BLストーリー

卯月//黒月//

天の聖と翔の晴 3

廊下に出て服をきがえる。

「くそっ調子が狂う。なんなんだよアイツ。」

そのまま歩いていき取り敢えずあいつが屋上からいなくなるのを待つことにした。




「はぁー、しょうがない帰るか。」

「あれ?セイジュ?オトモダチってお前の事だったのか。」

「うっ。」

「心配してくれたのか?ありがとな。さぁ行こう。」

「わかった……イィンチョウ」




アイツらが居なくなってしばらくしてからまた屋上に戻っていった。

ガチャッ

「お、いんじゃんやっぱり。」

「な?俺の言う通りだったろ?」

―ガラの悪い中学ヤンキーが現れた!―

どうする?
  >    ―死なない程度にとりあえず殺る―
     ―死なない程度にボコってから逃げる―

「はぁ、んだよせっかく気分転換になると思ったのに雑魚ばっかだなぁ。」

天童は拳をパキパキと鳴らしながらニヤッと笑う。

「てめぇ!舐めた口利きやがって!」

「今の状況わかってんのか?1:15だぜ?」

「だからお前らじゃ、気分転換にもなんねぇって言ってんだよォ!」

バキ!ドゴ!ドカ!バキバキバキ!

「ヤロゥ……」

ヤンキーの1人がフェンスの方によろめく。

「あ、お前そっちは……!」

「あぁ?なんだよぉぉぉ!?」

ヤンキーがフェンスによしかかった瞬間、
バキッ!
と音を立ててフェンスが壊れた。

「お前ぇ!」

天童が走り出す。

「うわぁぁぁ!」

ヤンキーが恐怖のあまり目をつぶる。

ーーーーーーーーーーーーー

「え?」

そっと目を開けたヤンキーの目に映ったのは仲間ではなく敵であるはずの天童だった。

「なん、で……?」

「はぁー、だからこっちはダメだっつったろ!」

しばらく静寂の空気があたりを包む。

コツッ コツッ コツッ

「ごめんなぁ、てめぇが死んでも誰も悲しまねぇから。じゃあな。」

そう言って後ろにいたヤンキーが天童の背中を押す。

「うぉっ!」

フェンスが落ちたことによって窓から何事かと生徒が沢山覗いている。

「……おい!てめぇら!首殺られたくなかったら引っ込めろぉ!!」

天童は下のヤツらに向かって吠えるように叫ぶ。
ヤンキーは困惑している。

「悪ぃな、当分死ぬ気は無いんでねぇ!」

片手で自分の体とヤンキーを支えているというのに不敵にニヤッと笑う。
いまだに痛む右肩に渾身の力を込めて落ちそうになっているヤンキーを屋上に投げ入れる。

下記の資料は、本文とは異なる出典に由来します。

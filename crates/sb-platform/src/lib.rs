//! # sb-platform
//!
//! Platform-specific implementations for Stampboard: the OS clipboard,
//! wall clock, host timezone, the polling watcher runtime and the host
//! bridge a UI subscribes to.

pub mod bridge;
pub mod clipboard;
pub mod clock;
pub mod runtime;
pub mod timezone;

pub use bridge::{HostBridge, Subscription};
pub use clipboard::{InMemoryClipboard, SystemClipboard};
pub use clock::SystemClock;
pub use runtime::clipboard::{ClipboardWatcher, PollingClipboardRuntime};
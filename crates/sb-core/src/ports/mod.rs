//! Port interfaces for the application layer
//!
//! Ports define the contract between the use cases and the platform
//! implementations, so the core never touches the OS directly.

mod clipboard;
mod clock;
mod watcher_control;

pub use clipboard::ClipboardReaderPort;
pub use clock::{ClockPort, FixedClock};
pub use watcher_control::{WatcherControlError, WatcherControlPort};
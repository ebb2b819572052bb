//! Use case: the user drags a card that is already on the board.

use tracing::{debug, instrument};

use sb_core::board::{BoardError, Location};
use sb_core::ids::EntityId;

use crate::state::SharedWorkspace;

/// What the drag library reports on drop.
#[derive(Debug, Clone, Copy, PartialEq)]
pub enum DragMove {
    /// Offset from the card's position at drag start.
    By { dx: f64, dy: f64 },
    /// Client-space pointer position at drop.
    To { client_x: f64, client_y: f64 },
}

pub struct MoveBoardEntity {
    workspace: SharedWorkspace,
}

impl MoveBoardEntity {
    pub fn new(workspace: SharedWorkspace) -> Self {
        Self { workspace }
    }

    #[instrument(name = "usecase.move_board_entity.execute", skip(self), fields(entity_id = %id))]
    pub async fn execute(&self, id: &EntityId, drag: DragMove) -> Result<Location, BoardError> {
        let mut ws = self.workspace.lock().await;
        let location = match drag {
            DragMove::By { dx, dy } => ws.board.move_by(id, dx, dy)?,
            DragMove::To { client_x, client_y } => ws.board.move_to_pointer(id, client_x, client_y)?,
        };
        debug!(%location, "Board entity moved");
        Ok(location)
    }
}
//! Card and container measurements shared by both placement strategies.

use serde::{Deserialize, Serialize};

use super::entity::PixelPosition;

pub const DEFAULT_CARD_WIDTH: f64 = 395.0;
pub const DEFAULT_CARD_HEIGHT: f64 = 125.0;
pub const DEFAULT_GRID_GAP: f64 = 16.0;
pub const DEFAULT_FREE_SPACING: f64 = 20.0;

#[derive(Debug, Clone, Copy, PartialEq, Serialize, Deserialize)]
pub struct CardGeometry {
    pub card_width: f64,
    pub card_height: f64,
    /// Gap between grid cells.
    pub gap: f64,
    /// Spacing between auto-placed cards on the free canvas.
    pub spacing: f64,
}

impl Default for CardGeometry {
    fn default() -> Self {
        Self {
            card_width: DEFAULT_CARD_WIDTH,
            card_height: DEFAULT_CARD_HEIGHT,
            gap: DEFAULT_GRID_GAP,
            spacing: DEFAULT_FREE_SPACING,
        }
    }
}

impl CardGeometry {
    pub fn grid_pitch_x(&self) -> f64 {
        self.card_width + self.gap
    }

    pub fn grid_pitch_y(&self) -> f64 {
        self.card_height + self.gap
    }
}

/// The hosting surface: client-space origin plus size in pixels.
#[derive(Debug, Clone, Copy, PartialEq, Serialize, Deserialize)]
pub struct ContainerRect {
    pub left: f64,
    pub top: f64,
    pub width: f64,
    pub height: f64,
}

impl ContainerRect {
    pub fn sized(width: f64, height: f64) -> Self {
        Self {
            left: 0.0,
            top: 0.0,
            width,
            height,
        }
    }

    /// Largest x a card can take without leaving the container.
    pub fn max_x(&self, geometry: &CardGeometry) -> f64 {
        (self.width - geometry.card_width).max(0.0)
    }

    pub fn max_y(&self, geometry: &CardGeometry) -> f64 {
        (self.height - geometry.card_height).max(0.0)
    }

    /// Translate a client-space pointer into container space.
    pub fn to_local(&self, client_x: f64, client_y: f64) -> (f64, f64) {
        (client_x - self.left, client_y - self.top)
    }

    /// Clamp a card's top-left independently on each axis.
    pub fn clamp(&self, pos: PixelPosition, geometry: &CardGeometry) -> PixelPosition {
        PixelPosition {
            x: pos.x.clamp(0.0, self.max_x(geometry)),
            y: pos.y.clamp(0.0, self.max_y(geometry)),
        }
    }
}

#[derive(Debug, Clone, Copy, PartialEq, Eq, Serialize, Deserialize)]
pub struct GridDimensions {
    pub rows: u32,
    pub cols: u32,
}

impl GridDimensions {
    /// `cols = max(1, floor((width - gap) / (card_width + gap)))`, same for rows.
    pub fn for_container(container: &ContainerRect, geometry: &CardGeometry) -> Self {
        Self {
            rows: fit(container.height, geometry.gap, geometry.grid_pitch_y()),
            cols: fit(container.width, geometry.gap, geometry.grid_pitch_x()),
        }
    }

    pub fn cell_count(&self) -> u64 {
        u64::from(self.rows) * u64::from(self.cols)
    }
}

fn fit(extent: f64, gap: f64, pitch: f64) -> u32 {
    if pitch <= 0.0 {
        return 1;
    }
    let n = ((extent - gap) / pitch).floor();
    if n.is_nan() || n < 1.0 {
        1
    } else {
        n.min(f64::from(u32::MAX)) as u32
    }
}

/// Axis-aligned card box.
#[derive(Debug, Clone, Copy, PartialEq)]
pub(crate) struct CardBox {
    pub x: f64,
    pub y: f64,
    pub w: f64,
    pub h: f64,
}

impl CardBox {
    pub fn at(pos: PixelPosition, geometry: &CardGeometry) -> Self {
        Self {
            x: pos.x,
            y: pos.y,
            w: geometry.card_width,
            h: geometry.card_height,
        }
    }

    /// Disjoint when one box lies entirely above, below, left or right
    /// of the other. Shared edges count as disjoint.
    pub fn is_disjoint(&self, other: &CardBox) -> bool {
        self.y + self.h <= other.y
            || other.y + other.h <= self.y
            || self.x + self.w <= other.x
            || other.x + other.w <= self.x
    }
}

#[cfg(test)]
mod tests {
    use super::*;

    #[test]
    fn test_grid_dimensions_from_container() {
        let g = CardGeometry::default();
        // (1000 - 16) / 411 = 2.39 -> 2 cols; (600 - 16) / 141 = 4.14 -> 4 rows
        let dims = GridDimensions::for_container(&ContainerRect::sized(1000.0, 600.0), &g);
        assert_eq!(dims, GridDimensions { rows: 4, cols: 2 });
    }

    #[test]
    fn test_grid_dimensions_never_below_one() {
        let g = CardGeometry::default();
        let dims = GridDimensions::for_container(&ContainerRect::sized(10.0, 0.0), &g);
        assert_eq!(dims, GridDimensions { rows: 1, cols: 1 });
    }

    #[test]
    fn test_clamp_handles_container_smaller_than_card() {
        let g = CardGeometry::default();
        let c = ContainerRect::sized(100.0, 50.0);
        assert_eq!(
            c.clamp(PixelPosition::new(30.0, -4.0), &g),
            PixelPosition::new(0.0, 0.0)
        );
    }

    #[test]
    fn test_touching_boxes_are_disjoint() {
        let g = CardGeometry::default();
        let a = CardBox::at(PixelPosition::new(0.0, 0.0), &g);
        let b = CardBox::at(PixelPosition::new(395.0, 0.0), &g);
        let c = CardBox::at(PixelPosition::new(394.0, 124.0), &g);
        assert!(a.is_disjoint(&b));
        assert!(!a.is_disjoint(&c));
    }
}
//! Card text for a detected timestamp.
//!
//! The raw clipboard value is carried through untouched; the formatted
//! lines are derived from it on every render.

use chrono::{DateTime, Duration, Utc};
use chrono_tz::{OffsetComponents, Tz};
use serde::Serialize;

use super::relative::humanize_relative;
use super::validation::{to_epoch_seconds, TimestampError};

/// `dddd, MMM D, YYYY h:mm:ss A`
const DATE_PATTERN: &str = "%A, %b %-d, %Y %-I:%M:%S %p";

pub const INVALID_TIMESTAMP: &str = "Invalid timestamp";

#[derive(Debug, Clone, PartialEq, Eq, Serialize)]
pub struct FormattedTimestamp {
    pub utc: String,
    pub local: String,
    pub relative: String,
}

/// Format a seconds-since-epoch value against UTC and `tz`.
pub fn format_epoch_seconds(
    seconds: i64,
    now_ms: i64,
    tz: &Tz,
) -> Result<FormattedTimestamp, TimestampError> {
    let utc = DateTime::<Utc>::from_timestamp(seconds, 0)
        .ok_or_else(|| TimestampError::OutOfRange(seconds.to_string()))?;
    let local = utc.with_timezone(tz);

    let dst = if local.offset().dst_offset() != Duration::zero() {
        " DST"
    } else {
        ""
    };

    Ok(FormattedTimestamp {
        utc: format!("GMT: {}", utc.format(DATE_PATTERN)),
        local: format!(
            "Local: {} {}{}",
            local.format(DATE_PATTERN),
            local.format("%Z"),
            dst
        ),
        relative: format!(
            "Relative: {}",
            humanize_relative(utc.timestamp_millis(), now_ms)
        ),
    })
}

/// What a timestamp card shows.
#[derive(Debug, Clone, PartialEq, Eq, Serialize)]
#[serde(tag = "kind", rename_all = "snake_case")]
pub enum CardView {
    Formatted {
        raw: String,
        lines: FormattedTimestamp,
    },
    Invalid {
        raw: String,
    },
}

impl CardView {
    pub fn raw(&self) -> &str {
        match self {
            CardView::Formatted { raw, .. } | CardView::Invalid { raw } => raw,
        }
    }

    pub fn is_valid(&self) -> bool {
        matches!(self, CardView::Formatted { .. })
    }
}

impl std::fmt::Display for CardView {
    fn fmt(&self, f: &mut std::fmt::Formatter<'_>) -> std::fmt::Result {
        match self {
            CardView::Formatted { raw, lines } => {
                write!(f, "{raw} | {} | {}", lines.utc, lines.local)
            }
            CardView::Invalid { raw } => write!(f, "{raw} | {INVALID_TIMESTAMP}"),
        }
    }
}

/// Render the card for a raw clipboard value.
///
/// Formatting is skipped entirely when the value does not validate or
/// falls outside the calendar range; the card then carries only the
/// raw text and the invalid marker.
pub fn render_card(raw: &str, now_ms: i64, tz: &Tz) -> CardView {
    match to_epoch_seconds(raw).and_then(|secs| format_epoch_seconds(secs, now_ms, tz)) {
        Ok(lines) => CardView::Formatted {
            raw: raw.to_string(),
            lines,
        },
        Err(_) => CardView::Invalid {
            raw: raw.to_string(),
        },
    }
}

#[cfg(test)]
mod tests {
    use super::*;
    use crate::timestamp::is_valid_timestamp;

    const NOW_MS: i64 = 1_700_000_060_000;

    #[test]
    fn test_utc_line() {
        let lines = format_epoch_seconds(1_700_000_000, NOW_MS, &Tz::UTC).unwrap();
        assert_eq!(lines.utc, "GMT: Tuesday, Nov 14, 2023 10:13:20 PM");
        assert_eq!(lines.relative, "Relative: a minute ago");
    }

    #[test]
    fn test_local_line_standard_time() {
        let lines =
            format_epoch_seconds(1_700_000_000, NOW_MS, &chrono_tz::America::New_York).unwrap();
        assert_eq!(lines.local, "Local: Tuesday, Nov 14, 2023 5:13:20 PM EST");
    }

    #[test]
    fn test_local_line_marks_daylight_saving() {
        let lines =
            format_epoch_seconds(1_690_000_000, NOW_MS, &chrono_tz::America::New_York).unwrap();
        assert_eq!(
            lines.local,
            "Local: Saturday, Jul 22, 2023 12:26:40 AM EDT DST"
        );
    }

    #[test]
    fn test_milliseconds_render_like_seconds() {
        let from_ms = render_card("1700000000000", NOW_MS, &Tz::UTC);
        let from_s = render_card("1700000000", NOW_MS, &Tz::UTC);
        match (&from_ms, &from_s) {
            (
                CardView::Formatted { lines: a, .. },
                CardView::Formatted { lines: b, .. },
            ) => assert_eq!(a, b),
            other => panic!("expected formatted cards, got {other:?}"),
        }
        assert_eq!(from_ms.raw(), "1700000000000");
    }

    #[test]
    fn test_invalid_values_skip_formatting() {
        let card = render_card("abc", NOW_MS, &Tz::UTC);
        assert_eq!(card, CardView::Invalid { raw: "abc".into() });
        assert_eq!(card.to_string(), "abc | Invalid timestamp");

        let huge = "9".repeat(19);
        assert!(!render_card(&huge, NOW_MS, &Tz::UTC).is_valid());
    }

    #[test]
    fn test_render_never_mutates_raw_value() {
        for raw in ["0", "+17", "1700000000", "1700000000000", "-5", ""] {
            let card = render_card(raw, NOW_MS, &Tz::UTC);
            assert_eq!(card.raw(), raw);
            assert_eq!(is_valid_timestamp(card.raw()), is_valid_timestamp(raw));
        }
    }
}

すると反動によって天童は下へと落ちてゆく。高さでいえばここは5階。

ヒュッ!

天童が落ちると砂埃が舞った。それから直ぐに煙の中から天童が転がって出てくる。

起き上がる。上を見すえた。

「残念だったな!てめぇらだけで叱られてろ!」

ちょうど屋上にでてきた教師とその言葉に振り返ったヤンキーは目が合う。
もう逃げ場はない。もう一度下を見る。が、もうそこには天童はいなかった。